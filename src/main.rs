// =============================================================================
// Funding Sweeper — Main Entry Point
// =============================================================================
//
// Watches one coin in the exchange funding wallet and withdraws the whole free
// balance to a fixed address whenever it becomes non-zero. Runs until Ctrl+C.
// =============================================================================

// ── Module declarations ──────────────────────────────────────────────────────
mod binance;
mod config;
mod scheduler;
mod types;
mod withdraw;

#[cfg(test)]
mod test_support;

use anyhow::Context;
use tokio_util::sync::CancellationToken;
use tracing::{error, info, warn};
use tracing_subscriber::EnvFilter;

use crate::binance::client::BinanceClient;
use crate::config::AppConfig;
use crate::scheduler::Scheduler;
use crate::withdraw::Withdrawer;

/// Skew beyond which signed requests start getting rejected.
const MAX_CLOCK_SKEW_MS: i64 = 1_000;

#[tokio::main]
async fn main() -> anyhow::Result<()> {
    // ── 1. Environment & config ──────────────────────────────────────────
    let _ = dotenv::dotenv();

    tracing_subscriber::fmt()
        .with_env_filter(
            EnvFilter::try_from_default_env().unwrap_or_else(|_| EnvFilter::new("info")),
        )
        .init();

    info!("Funding sweeper starting up");

    let config = AppConfig::from_env().context("invalid configuration")?;

    // ── 2. Exchange client ───────────────────────────────────────────────
    let client = BinanceClient::new(&config.credentials, &config.base_url, config.recv_window)?;

    match client.clock_skew_ms().await {
        Ok(skew_ms) if skew_ms.abs() > MAX_CLOCK_SKEW_MS => {
            warn!(skew_ms, "local clock is out of step with the exchange; signed requests may be rejected");
        }
        Ok(skew_ms) => info!(skew_ms, "exchange reachable"),
        Err(e) => warn!(error = %format!("{e:#}"), "exchange time check failed; continuing"),
    }

    // ── 3. Shutdown wiring ───────────────────────────────────────────────
    let cancel = CancellationToken::new();
    tokio::spawn({
        let cancel = cancel.clone();
        async move {
            match tokio::signal::ctrl_c().await {
                Ok(()) => {
                    warn!("Shutdown signal received — stopping");
                    cancel.cancel();
                }
                Err(e) => error!(error = %e, "failed to listen for Ctrl+C"),
            }
        }
    });

    // ── 4. Poll until stopped ────────────────────────────────────────────
    let scheduler = Scheduler::new(Withdrawer::new(client, config.target), config.schedule);
    scheduler.run(cancel).await;

    info!("Funding sweeper shut down complete.");
    Ok(())
}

WHAT YOU NEED TO DO: "until" is the word to look for; copy every line of the data that has it.

ANSWER TO THE EXERCISE:
// balance to a fixed address whenever it becomes non-zero. Runs until Ctrl+C.
    // ── 4. Poll until stopped ────────────────────────────────────────────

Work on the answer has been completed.